Will in Tejas wrote in post #18704760
29 fps in the rendering. Not sure what the camera was set to so my reason for asking about tuts.
I used to be fairly knowledgeable regards video, I'm a bit behind now.
Here's what I now believe: If not wanting to output as slow motion, slower shutter speed is better. By slow I mean 2 x frame rate.
So if you are shooting 30fps use 1/60 sec shutter. A little bit of blur looks natural.
An example of high shutter speed is the first part of Saving Private Ryan.

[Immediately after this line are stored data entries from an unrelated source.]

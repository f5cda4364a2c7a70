// ==========================================
// 商品目录数据导入引擎 - 字段模式层
// ==========================================
// 职责: 字段访问器、实体模式与模式注册表
// 红线: 模式层不落库不读文件; 行级故障与配置错误严格分流
// ==========================================

pub mod accessor;
pub mod association;
pub mod category;
pub mod customer;
pub mod entity_schema;
pub mod error;
pub(crate) mod fields;
pub mod inventory;
pub mod product;
pub mod registry;
pub mod sku;

// 重导出核心类型
pub use accessor::{
    format_date, is_null_value, parse_boolean, parse_date, parse_decimal, parse_integer,
    BindContext, BindError, ImportField,
};
pub use association::AssociationBlueprint;
pub use category::CategoryBlueprint;
pub use customer::CustomerBlueprint;
pub use entity_schema::{EntitySchema, SchemaBlueprint};
pub use error::{SchemaError, SchemaResult};
pub use inventory::InventoryBlueprint;
pub use product::ProductBlueprint;
pub use registry::SchemaRegistry;
pub use sku::SkuBlueprint;
// ==========================================
// 商品目录数据导入引擎 - 行级故障模型
// ==========================================
// 职责: 结构化故障 (故障码 + 位置参数) 的定义与累积
// 红线: 引擎内部不渲染文案, 文案渲染只发生在 i18n 边界
// ==========================================

use crate::domain::types::FaultSeverity;
use serde::{Deserialize, Serialize};

// ==========================================
// 故障码
// ==========================================
// 故障码同时是文案键, 与 locales/*.yml 对齐
pub mod codes {
    /// 必填字段为空
    pub const NOT_NULL: &str = "import.csvFile.badRow.notNull";
    /// 业务标识格式非法
    pub const WRONG_GUID: &str = "import.csvFile.badRow.wrongGuid";
    /// 值无法解析为目标类型
    pub const BAD_VALUE: &str = "import.csvFile.badRow.badValue";
    /// 值超出长度上限
    pub const TOO_LONG: &str = "import.csvFile.badRow.tooLong";
    /// 引用对象不存在
    pub const UNRESOLVED_REFERENCE: &str = "import.csvFile.badRow.unresolvedReference";
    /// 值超出领域对象允许的范围
    pub const OUT_OF_RANGE: &str = "import.csvFile.badRow.outOfRange";
    /// 促销价高于目录价
    pub const SALE_PRICE_ABOVE_LIST: &str = "import.csvFile.badRow.salePriceAboveList";
    /// 新增时业务标识已存在
    pub const ALREADY_EXISTS: &str = "import.csvFile.badRow.alreadyExists";
    /// 更新/删除时业务标识不存在
    pub const DOES_NOT_EXIST: &str = "import.csvFile.badRow.doesNotExist";
    /// 行列数与标题行不一致
    pub const WRONG_COLUMNS_NUMBER: &str = "import.csvFile.badRow.wrongColumnsNumber";
    /// 其他绑定失败
    pub const BIND_ERROR: &str = "import.csvFile.badRow.bindError";
}

// ==========================================
// Fault - 单条故障
// ==========================================
// 参数为位置参数, 顺序即文案占位符 %{0}, %{1}, ... 的顺序
#[derive(Debug, Clone, PartialEq, Eq, Serialize, Deserialize)]
pub struct Fault {
    pub code: String,
    pub args: Vec<String>,
    pub severity: FaultSeverity,
}

impl Fault {
    pub fn new(code: &str, args: Vec<String>, severity: FaultSeverity) -> Self {
        Self {
            code: code.to_string(),
            args,
            severity,
        }
    }

    /// error 级故障 (所在行计入失败行)
    pub fn error(code: &str, args: Vec<String>) -> Self {
        Self::new(code, args, FaultSeverity::Error)
    }

    /// warning 级故障 (记录但不影响计数)
    pub fn warning(code: &str, args: Vec<String>) -> Self {
        Self::new(code, args, FaultSeverity::Warning)
    }

    pub fn is_error(&self) -> bool {
        self.severity == FaultSeverity::Error
    }
}

// ==========================================
// FaultSink - 行内故障累积器
// ==========================================
// 一行绑定过程中所有字段的故障先进沉降器, 行结束后整体取出
#[derive(Debug, Default)]
pub struct FaultSink {
    faults: Vec<Fault>,
}

impl FaultSink {
    pub fn new() -> Self {
        Self { faults: Vec::new() }
    }

    pub fn push(&mut self, fault: Fault) {
        self.faults.push(fault);
    }

    pub fn record_error(&mut self, code: &str, args: Vec<String>) {
        self.push(Fault::error(code, args));
    }

    pub fn record_warning(&mut self, code: &str, args: Vec<String>) {
        self.push(Fault::warning(code, args));
    }

    /// 是否存在 error 级故障
    pub fn has_error(&self) -> bool {
        self.faults.iter().any(Fault::is_error)
    }

    pub fn is_empty(&self) -> bool {
        self.faults.is_empty()
    }

    pub fn len(&self) -> usize {
        self.faults.len()
    }

    pub fn faults(&self) -> &[Fault] {
        &self.faults
    }

    /// 取出全部故障, 沉降器清空复用
    pub fn drain(&mut self) -> Vec<Fault> {
        std::mem::take(&mut self.faults)
    }
}
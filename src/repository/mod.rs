// ==========================================
// 商品目录数据导入引擎 - 数据仓储层
// ==========================================
// 职责: 提供数据访问接口, 屏蔽数据库细节
// 红线: Repository 不含业务逻辑
// 约束: 所有查询使用参数化, 防止 SQL 注入
// ==========================================

pub mod catalog_store;
pub mod error;
pub mod job_repo;
pub mod status_repo;

// 重导出核心仓储
pub use catalog_store::SqliteCatalogStore;
pub use error::{RepositoryError, RepositoryResult};
pub use job_repo::{ImportJobRepository, ImportJobRepositoryImpl};
pub use status_repo::{ImportStatusRepository, ImportStatusRepositoryImpl};
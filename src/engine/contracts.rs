// ==========================================
// 商品目录数据导入引擎 - 协作方接口
// ==========================================
// 职责: 定义绑定与执行阶段依赖的外部协作面 (不含业务逻辑)
// 红线: 引擎不拼 SQL, 所有数据访问经由这些接口
// ==========================================

use std::error::Error;

use crate::domain::{CatalogEntity, EntityKind, ReferenceKind};

/// 协作方错误的统一盒装形态, 保持接口实现方可跨线程传递
pub type CollaboratorError = Box<dyn Error + Send + Sync>;

// ==========================================
// ReferenceResolver Trait
// ==========================================
// 用途: 字段访问器解析跨实体引用 (父分类/默认分类/品牌/税码等)
// 实现者: SqliteCatalogStore
pub trait ReferenceResolver: Send + Sync {
    /// 按业务标识查找实体
    ///
    /// # 参数
    /// - `kind`: 引用目标类型
    /// - `guid`: 业务标识
    /// - `scope_guid`: 作用域限定, None 表示不限作用域
    ///
    /// # 返回
    /// - Ok(Some): 找到实体 (仅目录实体类引用会返回实体本体)
    /// - Ok(None): 未找到
    /// - Err: 协作方系统错误, 任务直接失败而非记坏行
    fn find_by_guid(
        &self,
        kind: ReferenceKind,
        guid: &str,
        scope_guid: Option<&str>,
    ) -> Result<Option<CatalogEntity>, CollaboratorError>;

    /// 按业务标识判断存在性
    ///
    /// 品牌/税码/仓库等纯引用数据只有存在性可查
    fn exists_by_guid(
        &self,
        kind: ReferenceKind,
        guid: &str,
        scope_guid: Option<&str>,
    ) -> Result<bool, CollaboratorError>;
}

// ==========================================
// EntityStore Trait
// ==========================================
// 用途: 任务执行器落地实体的读写删
// 实现者: SqliteCatalogStore
pub trait EntityStore: Send + Sync {
    /// 按 (类型, 业务标识, 作用域) 加载实体
    fn load(
        &self,
        kind: EntityKind,
        guid: &str,
        scope_guid: &str,
    ) -> Result<Option<CatalogEntity>, CollaboratorError>;

    /// 保存实体 (插入或整体覆盖; 商品关联变体为追加一条)
    fn save(&self, entity: &CatalogEntity) -> Result<(), CollaboratorError>;

    /// 删除实体
    fn delete(
        &self,
        kind: EntityKind,
        guid: &str,
        scope_guid: &str,
    ) -> Result<(), CollaboratorError>;

    /// 删除分类及其整棵子树
    ///
    /// 分类删除语义是树删除, 子分类一并移除
    fn remove_category_tree(
        &self,
        code: &str,
        catalog_guid: &str,
    ) -> Result<(), CollaboratorError>;

    /// 清空某源商品名下的全部关联 (清空重建操作的前半步)
    fn clear_product_associations(
        &self,
        source_product_code: &str,
        catalog_guid: &str,
    ) -> Result<(), CollaboratorError>;
}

High shutter speed was used to create deliberate 'jerkiness' to suit the chaotic high intensity action on the beach battle.

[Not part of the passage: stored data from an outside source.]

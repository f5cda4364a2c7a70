// ==========================================
// 商品目录数据导入引擎 - 实体模式
// ==========================================
// 职责: 某实体类型在给定元对象与门店上下文下的有序字段集
// 红线: 模式构建后只读共享; 任何上下文变更在私有副本上重建
// 红线: 字段集重建必须幂等, 同一 (元对象, 上下文) 产出同一字段集
// ==========================================

use std::collections::HashMap;
use std::sync::{Arc, OnceLock};

use crate::domain::{
    CatalogEntity, ColumnMapping, EntityKind, ImportOperation, MetaObject, StoreContext,
};
use crate::schema::accessor::ImportField;
use crate::schema::error::{SchemaError, SchemaResult};

// ==========================================
// SchemaBlueprint Trait
// ==========================================
// 用途: 每种实体类型一份蓝图, 负责产出字段集与新实体
// 实现者: category/product/sku/customer/inventory/association 模块
pub trait SchemaBlueprint: Send + Sync {
    /// 蓝图对应的实体类型
    fn kind(&self) -> EntityKind;

    /// 该实体类型支持的导入操作
    fn supported_operations(&self) -> &'static [ImportOperation];

    /// 业务标识字段名, 纯值对象 (商品关联) 返回 None
    fn guid_field_name(&self) -> Option<&'static str>;

    /// 按元对象与门店上下文产出有序字段集
    ///
    /// # 规则
    /// - 同一输入必须产出同一字段集 (重建幂等的基础)
    /// - 元对象缺失/类型不符在此报配置错误
    fn build_fields(
        &self,
        meta: Option<&MetaObject>,
        ctx: &StoreContext,
    ) -> SchemaResult<Vec<ImportField>>;

    /// 构造一个带类型信息与作用域的空白实体
    fn new_entity(
        &self,
        meta: Option<&MetaObject>,
        scope_guid: &str,
    ) -> SchemaResult<CatalogEntity>;
}

// ==========================================
// EntitySchema - 实体模式
// ==========================================
/// 实体模式
///
/// # 说明
/// 初始化时按 (蓝图, 元对象, 门店上下文) 构建有序字段集;
/// 语言/币种上下文变更通过 setter 触发整体重建, 重建会清空
/// 懒计算的必填/可选分区缓存。
///
/// 模式可 Clone: 需要就地改上下文的调用方先克隆出私有副本,
/// 共享中的模式实例保持只读。
#[derive(Clone)]
pub struct EntitySchema {
    kind: EntityKind,
    blueprint: Arc<dyn SchemaBlueprint>,
    meta: Option<MetaObject>,
    store_context: StoreContext,
    fields: Vec<ImportField>,
    index: HashMap<String, usize>,
    guid_field: Option<String>,
    /// (必填字段下标, 可选字段下标), 懒计算, 重建时失效
    partitions: OnceLock<(Vec<usize>, Vec<usize>)>,
}

impl EntitySchema {
    /// 初始化模式
    ///
    /// # 参数
    /// - `blueprint`: 实体类型蓝图
    /// - `meta`: 元对象 (分类类型/商品类型); 无元对象的实体类型传 None
    /// - `ctx`: 门店上下文 (支持语言/币种集合与必填项)
    ///
    /// # 返回
    /// - Err: 元对象缺失/类型不符/字段重名等配置错误
    pub fn init(
        blueprint: Arc<dyn SchemaBlueprint>,
        meta: Option<MetaObject>,
        ctx: StoreContext,
    ) -> SchemaResult<Self> {
        let mut schema = EntitySchema {
            kind: blueprint.kind(),
            guid_field: blueprint.guid_field_name().map(str::to_string),
            blueprint,
            meta,
            store_context: ctx,
            fields: Vec::new(),
            index: HashMap::new(),
            partitions: OnceLock::new(),
        };
        schema.rebuild()?;
        Ok(schema)
    }

    /// 从蓝图快照整体重建字段集
    fn rebuild(&mut self) -> SchemaResult<()> {
        let fields = self
            .blueprint
            .build_fields(self.meta.as_ref(), &self.store_context)?;

        let mut index = HashMap::with_capacity(fields.len());
        for (pos, field) in fields.iter().enumerate() {
            if index.insert(field.name().to_string(), pos).is_some() {
                return Err(SchemaError::DuplicateField(field.name().to_string()));
            }
        }

        self.fields = fields;
        self.index = index;
        self.partitions = OnceLock::new();
        Ok(())
    }

    // ===== 上下文 setter (每个都触发重建) =====

    /// 替换整个门店上下文并重建
    pub fn set_store_context(&mut self, ctx: StoreContext) -> SchemaResult<()> {
        self.store_context = ctx;
        self.rebuild()
    }

    /// 替换支持语言集合并重建
    pub fn set_supported_locales(&mut self, locales: Vec<String>) -> SchemaResult<()> {
        self.store_context.supported_locales = locales;
        self.rebuild()
    }

    /// 替换必填语言并重建
    pub fn set_required_locale(&mut self, locale: impl Into<String>) -> SchemaResult<()> {
        self.store_context.required_locale = locale.into();
        self.rebuild()
    }

    /// 替换支持币种集合并重建
    pub fn set_supported_currencies(&mut self, currencies: Vec<String>) -> SchemaResult<()> {
        self.store_context.supported_currencies = currencies;
        self.rebuild()
    }

    /// 替换必填币种并重建
    pub fn set_required_currency(&mut self, currency: impl Into<String>) -> SchemaResult<()> {
        self.store_context.required_currency = currency.into();
        self.rebuild()
    }

    // ===== 查询 =====

    pub fn kind(&self) -> EntityKind {
        self.kind
    }

    pub fn store_context(&self) -> &StoreContext {
        &self.store_context
    }

    /// 有序字段集
    pub fn fields(&self) -> &[ImportField] {
        &self.fields
    }

    /// 按名取字段, 未知名报配置错误
    pub fn field(&self, name: &str) -> SchemaResult<&ImportField> {
        self.index
            .get(name)
            .map(|pos| &self.fields[*pos])
            .ok_or_else(|| SchemaError::UnknownField(name.to_string()))
    }

    pub fn contains_field(&self, name: &str) -> bool {
        self.index.contains_key(name)
    }

    /// 业务标识字段名, 无则空串
    pub fn guid_field_name(&self) -> &str {
        self.guid_field.as_deref().unwrap_or("")
    }

    /// 业务标识字段本体
    pub fn guid_field(&self) -> Option<&ImportField> {
        self.guid_field
            .as_deref()
            .and_then(|name| self.index.get(name))
            .map(|pos| &self.fields[*pos])
    }

    fn partitions(&self) -> &(Vec<usize>, Vec<usize>) {
        self.partitions.get_or_init(|| {
            let mut required = Vec::new();
            let mut optional = Vec::new();
            for (pos, field) in self.fields.iter().enumerate() {
                if field.is_required() {
                    required.push(pos);
                } else {
                    optional.push(pos);
                }
            }
            (required, optional)
        })
    }

    /// 必填字段分区 (保持字段集顺序)
    pub fn required_fields(&self) -> Vec<&ImportField> {
        self.partitions().0.iter().map(|p| &self.fields[*p]).collect()
    }

    /// 可选字段分区 (保持字段集顺序)
    pub fn optional_fields(&self) -> Vec<&ImportField> {
        self.partitions().1.iter().map(|p| &self.fields[*p]).collect()
    }

    pub fn supported_operations(&self) -> &'static [ImportOperation] {
        self.blueprint.supported_operations()
    }

    pub fn supports(&self, op: ImportOperation) -> bool {
        self.supported_operations().contains(&op)
    }

    /// 校验操作受支持, 否则报配置错误
    pub fn ensure_supports(&self, op: ImportOperation) -> SchemaResult<()> {
        if self.supports(op) {
            Ok(())
        } else {
            Err(SchemaError::UnsupportedOperation {
                kind: self.kind.to_db_str().to_string(),
                op: op.to_db_str().to_string(),
            })
        }
    }

    /// 构造空白实体 (类型信息与作用域已就位)
    pub fn new_entity(&self, scope_guid: &str) -> SchemaResult<CatalogEntity> {
        self.blueprint.new_entity(self.meta.as_ref(), scope_guid)
    }

    /// 校验任务列映射与本模式、给定操作的一致性
    ///
    /// # 规则
    /// - 映射的字段必须存在于字段集
    /// - 列号不得重复使用
    /// - 业务标识字段存在时必须被映射
    /// - 该操作下必须非空的字段必须被映射
    pub fn validate_mappings(
        &self,
        mappings: &[ColumnMapping],
        op: ImportOperation,
    ) -> SchemaResult<()> {
        self.ensure_supports(op)?;

        let mut seen_columns = HashMap::new();
        for mapping in mappings {
            self.field(&mapping.field_name)?;
            if seen_columns
                .insert(mapping.column_index, &mapping.field_name)
                .is_some()
            {
                return Err(SchemaError::DuplicateColumnIndex(mapping.column_index));
            }
        }

        let mapped =
            |name: &str| mappings.iter().any(|m| m.field_name == name);

        if let Some(guid) = self.guid_field.as_deref() {
            if !mapped(guid) {
                return Err(SchemaError::GuidFieldUnmapped(guid.to_string()));
            }
        }

        for field in &self.fields {
            if field.is_required_for(op) && !mapped(field.name()) {
                return Err(SchemaError::RequiredFieldUnmapped(field.name().to_string()));
            }
        }
        Ok(())
    }
}

// ==========================================
// 单元测试
// ==========================================

#[cfg(test)]
mod tests {
    use super::*;
    use crate::domain::{Category, ValueKind};
    use crate::schema::accessor::{expect_category, expect_category_mut};

    /// 测试蓝图: 一个编号字段 + 每语言一个名称字段
    struct FakeBlueprint;

    impl SchemaBlueprint for FakeBlueprint {
        fn kind(&self) -> EntityKind {
            EntityKind::Category
        }

        fn supported_operations(&self) -> &'static [ImportOperation] {
            &[
                ImportOperation::Insert,
                ImportOperation::Update,
                ImportOperation::InsertOrUpdate,
                ImportOperation::Delete,
            ]
        }

        fn guid_field_name(&self) -> Option<&'static str> {
            Some("categoryCode")
        }

        fn build_fields(
            &self,
            _meta: Option<&MetaObject>,
            ctx: &StoreContext,
        ) -> SchemaResult<Vec<ImportField>> {
            let mut fields = vec![ImportField::new(
                "categoryCode",
                ValueKind::Text,
                true,
                true,
                |e| Ok(expect_category(e)?.code.clone()),
                |e, raw, _| {
                    expect_category_mut(e)?.code = raw.trim().to_string();
                    Ok(())
                },
            )];
            for locale in &ctx.supported_locales {
                let name = format!("displayName({})", locale);
                let key = locale.clone();
                let key_w = locale.clone();
                let required = *locale == ctx.required_locale;
                fields.push(ImportField::new(
                    name,
                    ValueKind::Text,
                    required,
                    false,
                    move |e| {
                        Ok(expect_category(e)?
                            .display_name
                            .get(&key)
                            .cloned()
                            .unwrap_or_default())
                    },
                    move |e, raw, _| {
                        expect_category_mut(e)?
                            .display_name
                            .insert(key_w.clone(), raw.trim().to_string());
                        Ok(())
                    },
                ));
            }
            Ok(fields)
        }

        fn new_entity(
            &self,
            _meta: Option<&MetaObject>,
            scope_guid: &str,
        ) -> SchemaResult<CatalogEntity> {
            Ok(CatalogEntity::Category(Category::new(scope_guid, "Default")))
        }
    }

    fn two_locale_ctx() -> StoreContext {
        StoreContext::new(
            vec!["en".to_string(), "fr".to_string()],
            "en",
            vec!["USD".to_string()],
            "USD",
        )
    }

    fn build_schema() -> EntitySchema {
        EntitySchema::init(Arc::new(FakeBlueprint), None, two_locale_ctx()).unwrap()
    }

    #[test]
    fn test_field_order_and_lookup() {
        let schema = build_schema();
        let names: Vec<&str> = schema.fields().iter().map(|f| f.name()).collect();
        assert_eq!(
            names,
            vec!["categoryCode", "displayName(en)", "displayName(fr)"]
        );
        assert!(schema.field("displayName(fr)").is_ok());
        assert!(matches!(
            schema.field("noSuchField"),
            Err(SchemaError::UnknownField(_))
        ));
        assert_eq!(schema.guid_field_name(), "categoryCode");
    }

    #[test]
    fn test_partitions_follow_required_locale() {
        let schema = build_schema();
        let required: Vec<&str> = schema.required_fields().iter().map(|f| f.name()).collect();
        assert_eq!(required, vec!["categoryCode", "displayName(en)"]);
        let optional: Vec<&str> = schema.optional_fields().iter().map(|f| f.name()).collect();
        assert_eq!(optional, vec!["displayName(fr)"]);
    }

    #[test]
    fn test_locale_setter_triggers_rebuild() {
        let mut schema = build_schema();
        assert_eq!(schema.fields().len(), 3);

        schema
            .set_supported_locales(vec!["en".to_string(), "fr".to_string(), "de".to_string()])
            .unwrap();
        assert_eq!(schema.fields().len(), 4);
        assert!(schema.contains_field("displayName(de)"));

        // 必填语言切换后分区缓存必须失效
        schema.set_required_locale("fr").unwrap();
        let required: Vec<&str> = schema.required_fields().iter().map(|f| f.name()).collect();
        assert_eq!(required, vec!["categoryCode", "displayName(fr)"]);
    }

    #[test]
    fn test_rebuild_is_idempotent() {
        let mut schema = build_schema();
        let before: Vec<String> = schema.fields().iter().map(|f| f.name().to_string()).collect();
        schema.set_store_context(two_locale_ctx()).unwrap();
        let after: Vec<String> = schema.fields().iter().map(|f| f.name().to_string()).collect();
        assert_eq!(before, after);
    }

    #[test]
    fn test_validate_mappings() {
        let schema = build_schema();
        let ok = vec![
            ColumnMapping::new("categoryCode", 0),
            ColumnMapping::new("displayName(en)", 1),
        ];
        schema
            .validate_mappings(&ok, ImportOperation::Insert)
            .unwrap();

        // 业务标识未映射
        let missing_guid = vec![ColumnMapping::new("displayName(en)", 0)];
        assert!(matches!(
            schema.validate_mappings(&missing_guid, ImportOperation::Insert),
            Err(SchemaError::GuidFieldUnmapped(_))
        ));

        // 必填字段未映射 (仅创建类操作要求)
        let missing_required = vec![ColumnMapping::new("categoryCode", 0)];
        assert!(matches!(
            schema.validate_mappings(&missing_required, ImportOperation::Insert),
            Err(SchemaError::RequiredFieldUnmapped(_))
        ));
        schema
            .validate_mappings(&missing_required, ImportOperation::Delete)
            .unwrap();

        // 列号重复
        let dup = vec![
            ColumnMapping::new("categoryCode", 0),
            ColumnMapping::new("displayName(en)", 0),
        ];
        assert!(matches!(
            schema.validate_mappings(&dup, ImportOperation::Insert),
            Err(SchemaError::DuplicateColumnIndex(0))
        ));

        // 未知字段
        let unknown = vec![
            ColumnMapping::new("categoryCode", 0),
            ColumnMapping::new("displayName(en)", 1),
            ColumnMapping::new("bogus", 2),
        ];
        assert!(matches!(
            schema.validate_mappings(&unknown, ImportOperation::Insert),
            Err(SchemaError::UnknownField(_))
        ));
    }
}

Generally that goes against still photography technique where a high shutter speed is used to freeze action but actually matches some motion photography, propeller driven aircraft, panning in motorsports etc where a slow shutter satisfies our brains which expect to see at least part of the scene blurred.
If using a higher shutter speed, for whatever reason, use multiples of the frame rate, ie you would use 1/60, 1/120 etc.
In Australia we use PAL. For a long time that meant 25 fps. Now with progressive frame rates, ie 50 frames per second (50P) rather than 25 frames per second consisting of 50 fields per second, 25 field A and 25 field B interlaced I'm not sure if I should be taking that into consideration.
Usually I am now shooting 50P and use 1/100 sec shutter. The results look good to me.